After studying this module, you should be able to grasp the important ideas of Bohr’s Theory of the structure of atomic hydrogen. We will first review the experimental observations of the atomic spectrum of hydrogen, which led to the birth of quantum mechanics.

2. What is a Spectrum?

2.1 Introduction

In spectroscopy, we are interested in the absorption and emission of radiation by matter and its consequences. A spectrum is the distribution of photon energies coming from a light source:

• How many photons of each energy are emitted by the light source?

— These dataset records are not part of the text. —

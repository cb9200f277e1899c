//! Todo Chat: client core for a conversational todo assistant.

pub mod api;
pub mod chat;
pub mod config;
pub mod dashboard;
pub mod error;
pub mod navigation;
pub mod session;
pub mod timestamp;
pub mod todos;
pub mod tools;

pub use error::{Error, Result};
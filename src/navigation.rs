//! Route navigation seam: the view layer decides what "navigate" means.

use std::sync::Mutex;

/// Routes the client can send the user to.
#[derive(Debug, Clone, Copy, PartialEq, Eq)]
pub enum Route {
    Login,
    Signup,
    Dashboard,
}

impl Route {
    pub fn path(&self) -> &'static str {
        match self {
            Self::Login => "/login",
            Self::Signup => "/signup",
            Self::Dashboard => "/dashboard",
        }
    }
}

impl std::fmt::Display for Route {
    fn fmt(&self, f: &mut std::fmt::Formatter<'_>) -> std::fmt::Result {
        f.write_str(self.path())
    }
}

/// Performs a full navigation to a route.
pub trait Navigator: Send + Sync {
    fn navigate(&self, route: Route);
}

/// Navigator that only logs. Used when there is no view layer to drive.
#[derive(Debug, Default)]
pub struct LogNavigator;

impl Navigator for LogNavigator {
    fn navigate(&self, route: Route) {
        tracing::info!(route = %route, "Navigate");
    }
}

/// Navigator that remembers every route it was asked to visit.
#[derive(Debug, Default)]
pub struct RecordingNavigator {
    visited: Mutex<Vec<Route>>,
}

impl RecordingNavigator {
    pub fn new() -> Self {
        Self::default()
    }

    /// Routes visited so far, oldest first.
    pub fn visited(&self) -> Vec<Route> {
        self.visited
            .lock()
            .map(|v| v.clone())
            .unwrap_or_else(|poisoned| poisoned.into_inner().clone())
    }

    pub fn last(&self) -> Option<Route> {
        self.visited().last().copied()
    }
}

impl Navigator for RecordingNavigator {
    fn navigate(&self, route: Route) {
        match self.visited.lock() {
            Ok(mut visited) => visited.push(route),
            Err(poisoned) => poisoned.into_inner().push(route),
        }
    }
}
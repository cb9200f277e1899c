//! Session store: who is signed in, shared by every view.
//!
//! One store is created at startup and handed to views by `Arc`. Views read
//! the current state synchronously with [`SessionStore::session`] and get
//! notified of changes through [`SessionStore::subscribe`].

use std::sync::Arc;

use secrecy::{ExposeSecret, SecretString};
use tokio::sync::watch;
use tracing::{info, warn};

use crate::error::SessionError;
use crate::navigation::{Navigator, Route};
use crate::session::identity::IdentityProvider;
use crate::session::model::{SessionState, User};
use crate::session::storage::KeyValueStore;

/// Storage key holding the serialized user.
pub const SESSION_KEY: &str = "todo_chat_user";

pub struct SessionStore {
    storage: Arc<dyn KeyValueStore>,
    identity: Arc<dyn IdentityProvider>,
    navigator: Arc<dyn Navigator>,
    redirect_after_auth: bool,
    state: watch::Sender<SessionState>,
}

impl SessionStore {
    /// Create a store in the `Loading` state. Call [`load`](Self::load) once
    /// before relying on the session.
    pub fn new(
        storage: Arc<dyn KeyValueStore>,
        identity: Arc<dyn IdentityProvider>,
        navigator: Arc<dyn Navigator>,
    ) -> Self {
        let (state, _rx) = watch::channel(SessionState::Loading);
        Self {
            storage,
            identity,
            navigator,
            redirect_after_auth: true,
            state,
        }
    }

    /// Builder: navigate to the dashboard after sign-in / sign-up.
    pub fn with_redirect_after_auth(mut self, redirect: bool) -> Self {
        self.redirect_after_auth = redirect;
        self
    }

    /// Read the persisted user. Missing or malformed records resolve to
    /// `Anonymous`; this never fails.
    pub async fn load(&self) -> SessionState {
        let state = match self.storage.get(SESSION_KEY).await {
            Ok(Some(raw)) => match serde_json::from_str::<User>(&raw) {
                Ok(user) if user.is_complete() => SessionState::Authenticated(user),
                Ok(_) => {
                    warn!("Persisted session has blank fields; treating as signed out");
                    SessionState::Anonymous
                }
                Err(e) => {
                    warn!(error = %e, "Failed to parse persisted session; treating as signed out");
                    SessionState::Anonymous
                }
            },
            Ok(None) => SessionState::Anonymous,
            Err(e) => {
                warn!(error = %e, "Failed to read persisted session; treating as signed out");
                SessionState::Anonymous
            }
        };

        self.state.send_replace(state.clone());
        state
    }

    /// Current state. `Loading` until [`load`](Self::load) has completed.
    pub fn session(&self) -> SessionState {
        self.state.borrow().clone()
    }

    pub fn user(&self) -> Option<User> {
        self.state.borrow().user().cloned()
    }

    pub fn user_id(&self) -> Option<String> {
        self.state.borrow().user().map(|u| u.id.clone())
    }

    /// Receive every subsequent state change.
    pub fn subscribe(&self) -> watch::Receiver<SessionState> {
        self.state.subscribe()
    }

    pub async fn sign_in(&self, email: &str, password: SecretString) -> Result<User, SessionError> {
        validate_credentials(email, &password)?;
        let user = self.identity.sign_in(email, &password).await?;
        self.establish(user).await
    }

    pub async fn sign_up(
        &self,
        email: &str,
        password: SecretString,
        name: &str,
    ) -> Result<User, SessionError> {
        validate_credentials(email, &password)?;
        if name.trim().is_empty() {
            return Err(SessionError::InvalidCredentials("name is required".into()));
        }
        let user = self.identity.sign_up(email, &password, name).await?;
        self.establish(user).await
    }

    /// Clear persisted and in-memory state, then go to the login route. The
    /// in-memory state is cleared even when storage removal fails.
    pub async fn sign_out(&self) -> Result<(), SessionError> {
        let removed = self.storage.remove(SESSION_KEY).await;
        if let Err(ref e) = removed {
            warn!(error = %e, "Failed to remove persisted session");
        }

        self.state.send_replace(SessionState::Anonymous);
        info!("Signed out");
        self.navigator.navigate(Route::Login);
        removed
    }

    async fn establish(&self, user: User) -> Result<User, SessionError> {
        if !user.is_complete() {
            return Err(SessionError::InvalidCredentials(
                "identity provider returned an incomplete user".into(),
            ));
        }

        let raw = serde_json::to_string(&user)?;
        self.storage.set(SESSION_KEY, &raw).await?;
        self.state
            .send_replace(SessionState::Authenticated(user.clone()));

        info!(user_id = %user.id, "Signed in");
        if self.redirect_after_auth {
            self.navigator.navigate(Route::Dashboard);
        }
        Ok(user)
    }
}

fn validate_credentials(email: &str, password: &SecretString) -> Result<(), SessionError> {
    let email = email.trim();
    if email.is_empty() || !email.contains('@') {
        return Err(SessionError::InvalidCredentials(
            "a valid email address is required".into(),
        ));
    }
    if password.expose_secret().is_empty() {
        return Err(SessionError::InvalidCredentials("password is required".into()));
    }
    Ok(())
}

Spectra are observed by passing light through a spectrograph:

• Breaks the light into its component wavelengths and spreads them apart (dispersion). • Uses either prisms or diffraction gratings.

The absorption and emission of photons are governed by the Bohr condition ΔE = hν. This relation and the prism (or diffraction grating) which casts white light into its components with known wavelengths bent by known angles, give us the tools we need to peer into the inner workings of atoms! Not merely check their size (atomic microscopy) but rather determine experimentally their internal energy states! How? By giving them a kick and seeing what light falls out.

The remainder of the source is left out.